The tale of wet-nursing shows a historical parallel to the current phenomenon of global care networks within which women from developing countries migrate to the Global North in order to perform reproductive work within double-breadwinner families, in turn paying other (local) women to perform the same kind of work in their own families. Moreover, it resonates with the recent boom in the breastmilk industry operated by milk banks and pharmaceutical companies as well as individuals through online networks. It also closely resembles the story of many surrogacy arrangements that treat having a child as a natural prerogative of the genetic parents and a form of monetised ‘body work’ devoid of its emotional dimension for the surrogate mother, yet again establishing multiple femininities based on socio-economic status and often also ethnic origin. All these phenomena are tightly interwoven into the patterns of female employment, distribution of care responsibilities and functioning social networks, and it is the inequalities ingrained in all of the above that perpetuate the commodification of the female reproductive body.

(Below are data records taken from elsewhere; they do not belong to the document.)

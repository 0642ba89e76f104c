use serde::Deserialize;

/// Concurrency cap used when `max-concurrent-requests` is not set
pub const DEFAULT_MAX_CONCURRENT_REQUESTS: u32 = 3;

/// Concurrency cap substituted for an invalid `max-concurrent-requests`
pub const FALLBACK_MAX_CONCURRENT_REQUESTS: u32 = 10;

/// Request timeout used when `timeout-secs` is not set
pub const DEFAULT_TIMEOUT_SECS: u64 = 20;

/// Request timeout substituted for an invalid `timeout-secs`
pub const FALLBACK_TIMEOUT_SECS: u64 = 10;

/// Slowest rate accepted for `max-requests-per-second` (one request per hour)
pub const MIN_REQUESTS_PER_SECOND: f64 = 1.0 / 3600.0;

/// Fetch attempts per URL
pub const DEFAULT_RETRIES: u32 = 3;

/// User agent sent when no list is available
pub const DEFAULT_USER_AGENT: &str = "Mozilla/5.0 (Windows NT 6.0; Win64; x64; en-US) AppleWebKit/603.19 (KHTML, like Gecko) Chrome/50.0.2331.247 Safari/601";

/// Main configuration structure for Kura-Harvest
#[derive(Debug, Clone, Deserialize)]
pub struct Config {
    pub harvester: HarvesterConfig,
    #[serde(rename = "user-agent", default)]
    pub user_agent: UserAgentConfig,
    pub catalog: CatalogConfig,
}

/// Harvest engine behaviour
#[derive(Debug, Clone, Deserialize)]
pub struct HarvesterConfig {
    /// Root directory holding one sub-directory per item
    #[serde(rename = "save-dir")]
    pub save_dir: String,

    /// Maximum number of requests in flight at once
    #[serde(rename = "max-concurrent-requests", default = "default_max_concurrent")]
    pub max_concurrent_requests: u32,

    /// Maximum number of requests per second (unset disables rate limiting)
    #[serde(rename = "max-requests-per-second", default)]
    pub max_requests_per_second: Option<f64>,

    /// Per-request timeout in seconds
    #[serde(rename = "timeout-secs", default = "default_timeout_secs")]
    pub timeout_secs: u64,

    /// Attempts per URL before giving up
    #[serde(default = "default_retries")]
    pub retries: u32,

    /// Number of items scraped concurrently per batch
    #[serde(rename = "batch-size", default)]
    pub batch_size: Option<usize>,

    /// Lower bound of the randomized pause between batches (milliseconds)
    #[serde(rename = "batch-pause-min-ms", default = "default_pause_min_ms")]
    pub batch_pause_min_ms: u64,

    /// Upper bound of the randomized pause between batches (milliseconds)
    #[serde(rename = "batch-pause-max-ms", default = "default_pause_max_ms")]
    pub batch_pause_max_ms: u64,
}

impl HarvesterConfig {
    /// Batch size actually used: the configured one, or twice the concurrency cap
    pub fn effective_batch_size(&self) -> usize {
        match self.batch_size {
            Some(size) if size > 0 => size,
            _ => (self.max_concurrent_requests.max(1) as usize) * 2,
        }
    }

    /// Rate limit actually used; `None` when limiting is disabled
    pub fn effective_rate(&self) -> Option<f64> {
        self.max_requests_per_second
            .filter(|rate| rate.is_finite() && *rate > 0.0)
    }
}

/// User agent selection
#[derive(Debug, Clone, Deserialize)]
pub struct UserAgentConfig {
    /// Text file with one user agent per line
    #[serde(rename = "list-path", default)]
    pub list_path: Option<String>,

    /// User agent used when the list is missing or empty
    #[serde(default = "default_user_agent")]
    pub fallback: String,
}

impl Default for UserAgentConfig {
    fn default() -> Self {
        Self {
            list_path: None,
            fallback: default_user_agent(),
        }
    }
}

/// Remote catalog layout
#[derive(Debug, Clone, Deserialize)]
pub struct CatalogConfig {
    /// Base URL under which `{id}/` is an item page and `{id}/1/` its first image page
    #[serde(rename = "gallery-url")]
    pub gallery_url: String,

    /// Search page listing the most recently added item first
    #[serde(rename = "latest-search-url", default)]
    pub latest_search_url: Option<String>,

    /// Upper bound of the identifier range probed by the binary-search fallback
    #[serde(rename = "probe-upper-bound", default = "default_probe_upper_bound")]
    pub probe_upper_bound: u64,

    /// File name of the per-item metadata document
    #[serde(rename = "meta-file-name", default = "default_meta_file_name")]
    pub meta_file_name: String,
}

fn default_max_concurrent() -> u32 {
    DEFAULT_MAX_CONCURRENT_REQUESTS
}

fn default_timeout_secs() -> u64 {
    DEFAULT_TIMEOUT_SECS
}

fn default_retries() -> u32 {
    DEFAULT_RETRIES
}

fn default_pause_min_ms() -> u64 {
    1500
}

fn default_pause_max_ms() -> u64 {
    2500
}

fn default_user_agent() -> String {
    DEFAULT_USER_AGENT.to_string()
}

fn default_probe_upper_bound() -> u64 {
    1_000_000
}

fn default_meta_file_name() -> String {
    "meta.json".to_string()
}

[1] London Daily Advertiser and Literary Gazette, September 21, 1751.
[2] Only the Breast (2015, available at: https://www.onlythebreast.com)
[3] Alexandra Shepard, ‘The Pleasures and Pains of Breastfeeding in England c. 1600-c.1800’ in Braddick, M. J., Innes, J. (eds.), Suffering and Happiness in England 1550-1850: Narratives and Representations: A collection to honour Paul Slack, (Oxford: Oxford University Press, 2017), pp. 227-46, p. 230
[4] Old Bailey Proceedings Online [OBO] (www.oldbaileyonline.org, version 7.2, last accesses 20 June 2019), 1747, trial of Elizabeth Fletcher (t17470909-11).